All that I need is the plain html for the team page on each of those sites to be sent to my server, where I can then parse and analyze the file and send user notifications.
The problem is that I need username/password combinations to easily get this data to my server when I need it, and I think there will be a lot of people who wouldn't want to entrust their yahoo/espn/cbs password to me.
I have come up with several possible ways to solve this problem:
The most obvious way is to ask for their credentials for the site on which their team is hosted. Then I could just programmatically log in and request the data I need. I'm guessing a number of people would be comfortable giving me their credentials, and a number of them not so much.
Write a desktop client, which the user then downloads. The client would require their credentials, but it could then basically do exactly the same thing that the server based version would do, log in, request the page, and send the page back to my server. The difference being that their password would never need to leave their desktop. Their computer would need to be on, and this program running for this method to work.
Write browser add-ons that navigate to the page I need, use the cookie that is saved from a previous login to login to the site, and send the page back to my server. This doesn't require my software to ever ask for their password, but if the cookie expires I am hosed, and I don't know much about browser add-ons besides.
I'm sure there are other options, but these are what I've come up with so far.
I have two questions:
1. What are the other possibilities for this type of task?
2. Am I over-estimating people's reluctance to give me their yahoo (for example) password? Is option (1) above the obvious choice?
It was suggested in the comments that I try yahoo pipes, and that looked like a promising suggestion so I explored it a bit. Having looked now at this, I don't think that is an option. So, it looks like I'll be going with option 1.

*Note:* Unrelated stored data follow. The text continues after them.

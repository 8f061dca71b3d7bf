//! Redis compare-and-swap store for `bucketproxy` (companion crate).
//!
//! Bring your own async connection: a `redis::aio::ConnectionManager` for a single node, or a
//! cluster connection. Each compare-and-swap is one Lua script, so the comparison and the
//! write (with its `PX` expiry) happen atomically on the server.
//!
//! ```no_run
//! use bucketproxy::{ExpirationPolicy, KeyMapper};
//! use bucketproxy::testing::increment;
//! use std::time::Duration;
//!
//! # async fn run() -> Result<(), Box<dyn std::error::Error>> {
//! let client = redis::Client::open("redis://127.0.0.1/")?;
//! let connection = client.get_connection_manager().await?;
//! let manager = bucketproxy_redis::builder_for(connection)
//!     .with_key_mapper(KeyMapper::text().with_prefix("rl:"))
//!     .with_expiration(ExpirationPolicy::fixed_time_to_live(Duration::from_secs(60))?)
//!     .build()?;
//!
//! manager.execute("user:42", &increment(1)).await?;
//! # Ok(())
//! # }
//! ```

mod store;

pub use store::RedisCasStore;

use bucketproxy::{
    CasBackend, ClientSideConfig, ConfigError, ExpirationPolicy, KeyMapper, ProxyManager,
};
use redis::aio::ConnectionLike;
use std::time::Duration;

/// Proxy manager running the compare-and-swap loop against Redis.
pub type RedisProxyManager<C> = ProxyManager<CasBackend<RedisCasStore<C>>>;

/// Start building a [`RedisProxyManager`] over `connection`.
pub fn builder_for<C>(connection: C) -> RedisProxyManagerBuilder<C>
where
    C: ConnectionLike + Clone + Send + Sync + 'static,
{
    RedisProxyManagerBuilder {
        backend: CasBackend::new(RedisCasStore::new(connection)),
        client_side_config: ClientSideConfig::default(),
        expiration: ExpirationPolicy::default(),
    }
}

#[derive(Debug, Clone)]
pub struct RedisProxyManagerBuilder<C> {
    backend: CasBackend<RedisCasStore<C>>,
    client_side_config: ClientSideConfig,
    expiration: ExpirationPolicy,
}

impl<C> RedisProxyManagerBuilder<C>
where
    C: ConnectionLike + Clone + Send + Sync + 'static,
{
    pub fn with_key_mapper(mut self, key_mapper: KeyMapper) -> Self {
        self.backend = self.backend.with_key_mapper(key_mapper);
        self
    }

    pub fn with_expiration(mut self, expiration: ExpirationPolicy) -> Self {
        self.expiration = expiration;
        self
    }

    pub fn with_client_side_config(mut self, config: ClientSideConfig) -> Self {
        self.client_side_config = config;
        self
    }

    /// Bound the CAS loop for calls without a request timeout.
    pub fn with_convergence_budget(mut self, budget: Duration) -> Self {
        self.backend = self.backend.with_convergence_budget(budget);
        self
    }

    pub fn build(self) -> Result<RedisProxyManager<C>, ConfigError> {
        ProxyManager::builder(self.backend)
            .with_client_side_config(self.client_side_config)
            .with_expiration(self.expiration)
            .build()
    }
}
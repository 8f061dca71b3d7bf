//! Compile-time prelude coverage test.
use bucketproxy::prelude::*;
use std::time::Duration;

#[tokio::test]
async fn prelude_reexports_core_types() {
    let config = ClientSideConfig::new()
        .with_request_timeout(Duration::from_millis(100))
        .expect("valid timeout");
    let manager = ProxyManager::builder(
        CasBackend::new(InMemoryCasStore::new()).with_key_mapper(KeyMapper::text()),
    )
    .with_client_side_config(config)
    .with_expiration(ExpirationPolicy::none())
    .build()
    .expect("valid manager");

    let bump = from_fn(|current| {
        let next = current.map_or(0u8, |bytes| bytes[0]) + 1;
        Ok(Mutation::write(vec![next], next))
    });
    let result: ProxyResult<u8> = manager.execute("k", &bump).await;
    assert_eq!(result.expect("execute failed"), 1);
}
//! Convenient re-exports for common bucketproxy types.
pub use crate::{
    backend::{Backend, CycleContext},
    cas::{CasBackend, CasStore},
    codec::{RawCodec, StateCodec},
    config::ClientSideConfig,
    error::{ConfigError, ProxyError, ProxyResult},
    expiration::ExpirationPolicy,
    key::{BucketKey, KeyMapper, KeyRef},
    manager::ProxyManager,
    memory::InMemoryCasStore,
    transition::{from_fn, typed, Mutation, Transition},
};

This is a problem I grappled with a couple of years ago when I wanted to do the same thing. Our site is http://benchcoach.com and the options we were considering were the following:
Original we considered getting the user's credentials and login. We would then log in and scrape their league and team info. The problem there is that after reading several of the various terms of service, this would definitely be violating the terms of service. On top of this, Yahoo! was definitely one of the sites we were considering and their users have email (where we could get access to sensitive data), and Yahoo! wallet. In addition, it would be pretty trivial for Yahoo/ESPN/CBS to block our programmatic logins by IP Address.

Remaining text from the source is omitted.